FEDERAL COURT OF AUSTRALIA
AQR17 v Minister for Immigration and Border Protection [2018] FCA 901
ORDERS
Appellant | ||
AND: | MINISTER FOR IMMIGRATION AND BORDER PROTECTION First Respondent IMMIGRATION ASSESSMENT AUTHORITY Second Respondent | |
DATE OF ORDER: |
THE COURT ORDERS THAT:
1. An extension of time within which to file an appeal from the Federal Circuit Court of Australia be granted.
2. The appeal be dismissed with costs as agreed or as assessed.
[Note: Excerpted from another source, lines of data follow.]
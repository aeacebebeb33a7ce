//! # Wireflow - Workflow Automation Graphs
//!
//! **Wireflow** takes the node/edge diagram a user draws in a workflow editor
//! (one trigger, optional conditions, a sequence of actions), checks that it
//! is structurally sound, compiles it into the canonical definition the
//! backend executes, and follows the resulting executions through their
//! lifecycle.
//!
//! ## Core Workflow
//!
//! 1.  **Edit**: Build a [`GraphModel`](graph::GraphModel) with `add_node`, `connect`
//!     and `update_node_data`. Any shape is allowed while editing.
//! 2.  **Validate**: Run [`GraphValidator`](validator::GraphValidator) against a
//!     [`SchemaRegistry`](schema::SchemaRegistry). All problems are reported at once.
//! 3.  **Compile**: [`compiler::compile`] produces a deterministic
//!     [`WorkflowDefinition`](definition::WorkflowDefinition). Definitions saved
//!     without a graph can be opened again with [`compiler::reconstruct`].
//! 4.  **Run**: Save and execute through a [`WorkflowBackend`](backend::WorkflowBackend),
//!     then follow the run with an [`ExecutionTracker`](execution::ExecutionTracker).
//!
//! ## Quick Start
//!
//! ```rust,no_run
//! use wireflow::prelude::*;
//! use serde_json::json;
//!
//! let mut draft = WorkflowDraft::new("Welcome new clients");
//! let trigger = draft.graph.add_node(NodeKind::Trigger);
//! let email = draft.graph.add_node(NodeKind::Action);
//! draft.graph.connect(&trigger.id, &email.id);
//!
//! draft
//!     .graph
//!     .update_node_data(&trigger.id, [NodePatch::TriggerType(Some("CLIENT_CREATED".into()))])
//!     .unwrap();
//! let config = json!({ "subject": "Welcome!", "body": "Glad to have you." });
//! draft
//!     .graph
//!     .update_node_data(
//!         &email.id,
//!         [
//!             NodePatch::ActionType(Some("SEND_EMAIL".into())),
//!             NodePatch::Config(config.as_object().cloned().unwrap_or_default()),
//!         ],
//!     )
//!     .unwrap();
//!
//! let schemas = SchemaRegistry::new();
//! let report = GraphValidator::new(&schemas).validate(&draft.name, &draft.graph);
//! assert!(report.is_valid(), "{:?}", report.errors());
//!
//! let definition = compile(&draft).unwrap();
//! assert_eq!(definition.actions[0].action_type, "SEND_EMAIL");
//! ```

pub mod backend;
pub mod client;
pub mod compiler;
pub mod config;
pub mod definition;
pub mod editor;
pub mod error;
pub mod execution;
pub mod graph;
pub mod prelude;
pub mod schema;
pub mod ui;
pub mod validator;
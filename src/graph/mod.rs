//! The in-memory node/edge model behind the visual editor.
mod adjacency;
mod model;
mod node;

pub use adjacency::Adjacency;
pub use model::{Edge, GraphModel};
pub use node::{
    ActionData, ConditionData, Node, NodeData, NodeKind, NodePatch, Position, TriggerData,
};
Note: Entry of orders is dealt with in Rule 39.32 of the Federal Court Rules 2011.
STEWARD J:
ISSUES
1 This is an application for an extension of time within which to appeal from a judgment of the Federal Circuit Court of Australia (the “FCC”) dated 17 October 2017. The FCC dismissed an application for judicial review of a decision of the Immigration Assessment Authority (the “IAA”), the second respondent, to affirm a decision of a delegate of the Minister for Immigration and Border Protection (the “Minister”), the first respondent, to refuse to grant a Safe Haven Enterprise visa (a “SHEV”). The Minister consents to the extension of time, which I ordered, but contends that the judgment below contained no appealable error.
2 The appellant was represented in the proceedings below but not before me.
BACKGROUND
3 The appellant is a Tamil, of Hindu faith, from Sri Lanka. He arrived in Australia in September 2012 as an unauthorised maritime arrival. Having previously lodged an invalid application for a Protection visa in August 2013, he lodged his valid application for a SHEV on 5 January 2016. On 31 August 2016, the Minister refused to grant this visa.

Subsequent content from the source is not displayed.